Full details of class action suit against BNY Mellon

by Michael Greenberg
Full details of class action suit against BNY Mellon

This is the full document of the class action suit filed against Bank of New York Mellon (BNY Mellon) by Southeastern Pennsylvania Transportation Authority (SEPTA). If this is indeed what happened then it's simply terrible:

As detailed in the Florida and Virginia Actions, from at least 2000, and continuing through the present day, BNY Mellon has manipulated FX transactions executed by the Company in order to maximize profits to BNY Mellon at the expense of the Company's clients, such as SEPTA.

In essence, BNY Mellon charges its clients inflated FX rates when buying foreign currency, and deflated FX rates when selling foreign currency. The rate BNY Mellon actually charges clients is set after a FX transaction is executed and after the Company has an opportunity to observe post-Execution changes in the FX currency market. The difference between the actual FX transaction price and the amount ultimately charged to BNY Mellon's clients is pocketed by the Company as profit.

BNY Mellon's practices remained unknown to Plaintiff and the Class until the Florida and Virginia Actions were unsealed because, inter alia, the account statements provided to BNY Mellon's clients failed to provide pertinent details including time stamps for each FX transaction. Without FX time stamps, clients were unable to verify that the FX rates charged by BNY Mellon were consistent with the actual FX rates at the time the FX transactions were executed. Moreover, according to the Florida Action, in order to avoid detection of its conduct the Company provided its clients account statements that showed FX rates that fell within the daily trading range. BNY Mellon also used employees located in New York and Pittsburgh to hold "reconciliation" calls to "choose foreign exchange rates, i.e., the Falsified FX Rates, of the false price to charge" the Company's clients.

BNY Mellon's actions have generated hundreds of millions of dollars annually in unwarranted profits - wrongly taken from BNY Mellon's clients -and may account for more than one-half of BNY Mellon's entire annual FX trading profits.

SEPTA relies on the action brought against BNY Mellon by FX Analytics in Virginia and Florida, which amongst other things states the following:

According to the complaints filed in the Virginia and Florida Actions, when BNY Mellon received instructions to execute a foreign trade, it would convert funds from USD into a foreign currency to complete the transaction. After the trade was executed, "[BNY Mellon] would note the low and high exchange rate of the day for the two currencies involved in the FX trade."

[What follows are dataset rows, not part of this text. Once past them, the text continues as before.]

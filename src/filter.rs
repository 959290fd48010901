//! Which files of a commit are staged.

/// Per-path admission policy.
#[derive(Clone, Debug, PartialEq, Eq)]
pub enum FilterPolicy {
    /// Reject paths starting with any of these prefixes; admit the rest.
    /// An empty list admits everything.
    ExcludePrefixes(Vec<String>),
    /// Admit only paths exactly equal to one of these names.
    AllowList(Vec<String>),
}

impl Default for FilterPolicy {
    fn default() -> Self {
        Self::ExcludePrefixes(Vec::new())
    }
}

impl FilterPolicy {
    /// `true` if `path` belongs in the staged set.
    #[must_use]
    pub fn admits(&self, path: &str) -> bool {
        match self {
            Self::ExcludePrefixes(prefixes) => !prefixes.iter().any(|p| path.starts_with(p.as_str())),
            Self::AllowList(names) => names.iter().any(|n| n == path),
        }
    }
}
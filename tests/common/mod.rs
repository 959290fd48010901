//! Shared helpers for texmail integration tests.
//!
//! Builds run against [`FakeTex`], which mimics what pdflatex and bibtex
//! leave in the workspace without needing a TeX installation.

#![allow(dead_code)]

use std::io::{self, Read};
use std::path::Path;
use std::process::Command;
use std::sync::Mutex;

use tempfile::TempDir;

use texmail::compile::{CommandOutput, CommandRunner};

/// A stand-in for the TeX toolchain.
///
/// The "compiler" reads `<job>.tex`, writes `<job>.aux` (with a `\citation`
/// line when the source contains `\cite`), a `<job>.log` naming the source,
/// every file of the workspace whose name appears in the source, and
/// `<job>.bbl` if present, and finally `<job>.pdf` whose body is the source
/// text. The "bibliography processor" writes `<job>.bbl`.
#[derive(Default)]
pub struct FakeTex {
    calls: Mutex<Vec<String>>,
}

impl FakeTex {
    pub fn calls(&self) -> Vec<String> {
        self.calls.lock().unwrap().clone()
    }

    fn compile(job: &str, cwd: &Path) -> io::Result<()> {
        let source = std::fs::read_to_string(cwd.join(format!("{job}.tex")))?;

        let aux = if source.contains("\\cite") {
            "\\relax\n\\citation{knuth84}\n\\bibdata{refs}\n"
        } else {
            "\\relax\n"
        };
        std::fs::write(cwd.join(format!("{job}.aux")), aux)?;

        let mut log = format!("This is pdfTeX (fake)\n(./{job}.tex\n");
        for name in workspace_files(cwd, cwd)? {
            if source.contains(&name) {
                log.push_str(&format!("<./{name}>\n"));
            }
        }
        if cwd.join(format!("{job}.bbl")).is_file() {
            log.push_str(&format!("(./{job}.bbl)\n"));
        }
        std::fs::write(cwd.join(format!("{job}.log")), log)?;

        std::fs::write(cwd.join(format!("{job}.pdf")), format!("%PDF-1.5\n{source}"))
    }
}

impl CommandRunner for FakeTex {
    fn run(&self, program: &str, args: &[String], cwd: &Path) -> io::Result<CommandOutput> {
        self.calls.lock().unwrap().push(program.to_owned());
        let job = args.last().map_or("main", String::as_str);
        match program {
            "pdflatex" => Self::compile(job, cwd)?,
            "bibtex" => std::fs::write(
                cwd.join(format!("{job}.bbl")),
                "\\begin{thebibliography}{1}\n\\end{thebibliography}\n",
            )?,
            other => {
                return Err(io::Error::new(
                    io::ErrorKind::NotFound,
                    format!("{other}: not found"),
                ));
            }
        }
        Ok(CommandOutput {
            success: true,
            code: Some(0),
            ..CommandOutput::default()
        })
    }
}

fn workspace_files(root: &Path, dir: &Path) -> io::Result<Vec<String>> {
    let mut out = Vec::new();
    for entry in std::fs::read_dir(dir)? {
        let path = entry?.path();
        if path.is_dir() {
            out.extend(workspace_files(root, &path)?);
        } else if let Ok(rel) = path.strip_prefix(root) {
            out.push(rel.to_string_lossy().replace('\\', "/"));
        }
    }
    Ok(out)
}

/// Decompress and list `(path, bytes)` of every entry in a `.tar.gz`.
pub fn untar_gz(gz: &[u8]) -> Vec<(String, Vec<u8>)> {
    let mut tar = Vec::new();
    flate2::read::GzDecoder::new(gz).read_to_end(&mut tar).unwrap();
    let mut archive = tar::Archive::new(tar.as_slice());
    archive
        .entries()
        .unwrap()
        .map(|entry| {
            let mut entry = entry.unwrap();
            let path = entry.path().unwrap().to_string_lossy().into_owned();
            let mut body = Vec::new();
            entry.read_to_end(&mut body).unwrap();
            (path, body)
        })
        .collect()
}

/// Run git in `dir` with fixed author and committer dates.
pub fn git(dir: &Path, args: &[&str]) -> String {
    let out = Command::new("git")
        .args(args)
        .current_dir(dir)
        .env("GIT_AUTHOR_DATE", "1700000000 -0500")
        .env("GIT_COMMITTER_DATE", "1700000000 -0500")
        .output()
        .unwrap();
    assert!(
        out.status.success(),
        "git {args:?} failed: {}",
        String::from_utf8_lossy(&out.stderr)
    );
    String::from_utf8_lossy(&out.stdout).trim().to_owned()
}

/// A git repository holding a small paper, committed once.
pub fn paper_repo(files: &[(&str, &str)]) -> TempDir {
    let dir = TempDir::new().unwrap();
    git(dir.path(), &["init", "-q"]);
    git(dir.path(), &["config", "user.email", "ada@example.org"]);
    git(dir.path(), &["config", "user.name", "Ada Lovelace"]);
    git(dir.path(), &["config", "commit.gpgsign", "false"]);
    for (path, content) in files {
        let full = dir.path().join(path);
        std::fs::create_dir_all(full.parent().unwrap()).unwrap();
        std::fs::write(full, content).unwrap();
    }
    git(dir.path(), &["add", "."]);
    git(dir.path(), &["commit", "-q", "-m", "Draft of section 2"]);
    dir
}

At the end of the trading day, BNY Mellon sinlply "ignored the price [it] paid for the FX [conversion]" and charged its clients for the "FX transaction as if the trade occurred at either the high or low of the day (depending on the nature of the transaction, buy or sell), in order to charge [its clients] the least favorable rate that occurred that trading day."

Example of a transaction brought in the document:

Click Read More below to see the full court document.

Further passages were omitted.